OK. Restating this, I think that here you are saying that a designer could create a logical data model without knowing whether the implementation will use a SQL-DBMS, a MUMPs product, a Nelson-Pick product, or XML. Additionally I think you are saying that when the design does know the target, this often influences the logical data model, but that is not a good thing.

> > there we go to "design." I think of the conceptual model as analysis
> > and the logical model as design. I don't really think about any other
> > models, with iterations of the logical model until it becomes the
> > version of the logical model that gets implemented. I used to think of
> > the logical model as the one at the start of that process, but after
> > reading a bit, I started to think of it as the one at the end of the
> > process (the implementation model). It is the last one that includes
> > design related to optimizing for the target environment.
>
> If these different models are defined, they are
> defined as deliverables in some 'formal' (handbook/official/case-tool)
> software development process. There is no generally accepted
> reference process, AFAIK, so I have to rely on those I dealt with.
> In one official process the requirements for these deliverables
> (or artifacts if you prefer) were such that the conceptual models
> allowed for many to many relationships, while in the (integrated)
> logical model they were forbidden.

Why should they be forbidden when they are quite viable logically and can be implemented in some DBMS tools?

> > The question I have now is whether the logical data model presupposes a
> > family of target DBMS's, such as SQL-DBMS's or Pick DBMS's or whether
> > the logical data model is data-model independent. Pascal's definition
> > makes it very data-model dependent. That is how I was using the term
> > in my original question.
>
> You can't let go, can you.

Yes, I'm very eager to let go. You might be aware that I am not Pascal's number one disciple. I just don't want to leap from one definition to not-one. So, I'm trying to nail down your definition since you are providing clues, but not a def I can work with as yet.

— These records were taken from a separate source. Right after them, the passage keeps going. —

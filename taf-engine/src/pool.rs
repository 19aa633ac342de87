//! Fixed set of shard workers.
//!
//! Every command for a given instance hashes to the same shard, so its
//! updates are applied in dispatch order by a single owner.

use std::sync::Arc;

use taf_core::{fnv1a_32, FullTmiId};
use tokio::sync::mpsc;
use tokio::task::JoinHandle;

use crate::fusion::FusionEngine;
use crate::worker::{Worker, WorkerCommand, WorkerEvent};
use crate::EngineError;

/// Shard owning `key` among `shards` workers.
#[must_use]
pub fn shard_for(key: &str, shards: usize) -> usize {
    let count = u32::try_from(shards.max(1)).unwrap_or(u32::MAX);
    usize::try_from(fnv1a_32(key.as_bytes()) % count).unwrap_or_default()
}

pub struct WorkerPool {
    senders: Vec<mpsc::Sender<WorkerCommand>>,
    handles: Vec<JoinHandle<()>>,
}

impl WorkerPool {
    /// Spawns `shards` workers with queues of `capacity` commands each.
    ///
    /// Must be called from within a tokio runtime.
    #[must_use]
    pub fn spawn(
        shards: usize,
        capacity: usize,
        fusion: &Arc<dyn FusionEngine>,
        events: &mpsc::UnboundedSender<WorkerEvent>,
    ) -> Self {
        let shards = shards.max(1);
        let mut senders = Vec::with_capacity(shards);
        let mut handles = Vec::with_capacity(shards);
        for shard in 0..shards {
            let (tx, rx) = mpsc::channel(capacity.max(1));
            let worker = Worker::new(shard, Arc::clone(fusion), events.clone());
            handles.push(tokio::spawn(worker.run(rx)));
            senders.push(tx);
        }
        tracing::info!(shards, capacity, "worker pool started");
        Self { senders, handles }
    }

    #[must_use]
    pub fn shard_count(&self) -> usize {
        self.senders.len()
    }

    #[must_use]
    pub fn shard_of(&self, tmi: &FullTmiId) -> usize {
        shard_for(&tmi.to_string(), self.senders.len())
    }

    /// Queues a command on the owning shard, waiting while its queue is full.
    ///
    /// # Errors
    /// Returns [`EngineError::QueueClosed`] if the worker has stopped.
    pub async fn dispatch(&self, command: WorkerCommand) -> Result<(), EngineError> {
        let shard = self.shard_of(command.tmi());
        let sender = self.senders.get(shard).ok_or(EngineError::QueueClosed("worker"))?;
        sender.send(command).await.map_err(|_| EngineError::QueueClosed("worker"))
    }

    /// Closes every queue and waits for the workers to drain them. Later
    /// dispatches fail with [`EngineError::QueueClosed`].
    pub async fn shutdown(&mut self) {
        self.senders.clear();
        for handle in std::mem::take(&mut self.handles) {
            if let Err(e) = handle.await {
                tracing::error!(error = %e, "worker task failed");
            }
        }
        tracing::info!("worker pool stopped");
    }
}
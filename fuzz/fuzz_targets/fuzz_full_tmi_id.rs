//! Fuzz target: `FullTmiId` parsing.

#![no_main]

use libfuzzer_sys::fuzz_target;
use taf_core::FullTmiId;

fuzz_target!(|data: &[u8]| {
    let Ok(text) = std::str::from_utf8(data) else {
        return;
    };
    if let Ok(id) = text.parse::<FullTmiId>() {
        let again: FullTmiId = id.to_string().parse().expect("printed id must parse again");
        assert_eq!(again, id);
    }
});
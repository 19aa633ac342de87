//! FNV-1a hashing for topology fingerprints and shard selection.

const FNV_OFFSET_BASIS: u32 = 0x811c_9dc5;
const FNV_PRIME: u32 = 0x0100_0193;

/// 32-bit FNV-1a.
#[must_use]
pub fn fnv1a_32(bytes: &[u8]) -> u32 {
    bytes.iter().fold(FNV_OFFSET_BASIS, |hash, byte| (hash ^ u32::from(*byte)).wrapping_mul(FNV_PRIME))
}

/// Fingerprint of a dynamic node set: FNV-1a over the sorted, concatenated
/// identifiers. The empty set maps to `0`.
#[must_use]
pub fn topology_fingerprint<I, S>(nodes: I) -> u32
where
    I: IntoIterator<Item = S>,
    S: AsRef<str>,
{
    let mut sorted: Vec<S> = nodes.into_iter().collect();
    if sorted.is_empty() {
        return 0;
    }
    sorted.sort_by(|a, b| a.as_ref().cmp(b.as_ref()));
    let joined: String = sorted.iter().map(AsRef::as_ref).collect();
    fnv1a_32(joined.as_bytes())
}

On the one hand, it sounds like it is completely independent of the target environment, and then on the other hand you suggest that M-M relationships should be out of the logical model.

> That definition is not
> "common", AFAIK (and it is not clear).

I understand that, so which of the myriad of other ones available comes close from your perspective? I'm just trying to jump from one that I thought was accepted (even if not my original understanding) to another one. Given that I did not grow up on the RM, I cannot rely on my own impressions for these definitions. I would like working definitions or even just descriptions that are workable. Obviously these defs are only helpful if they are target DBMS independent. I don't doubt we can find some workable definitions, but I'm not sure where to find one that works.

> Do you have another reference?

No, but at one point I collected about 50 descriptions or defnitions before I revised my own perspective on the meaning of the term in light of what I read.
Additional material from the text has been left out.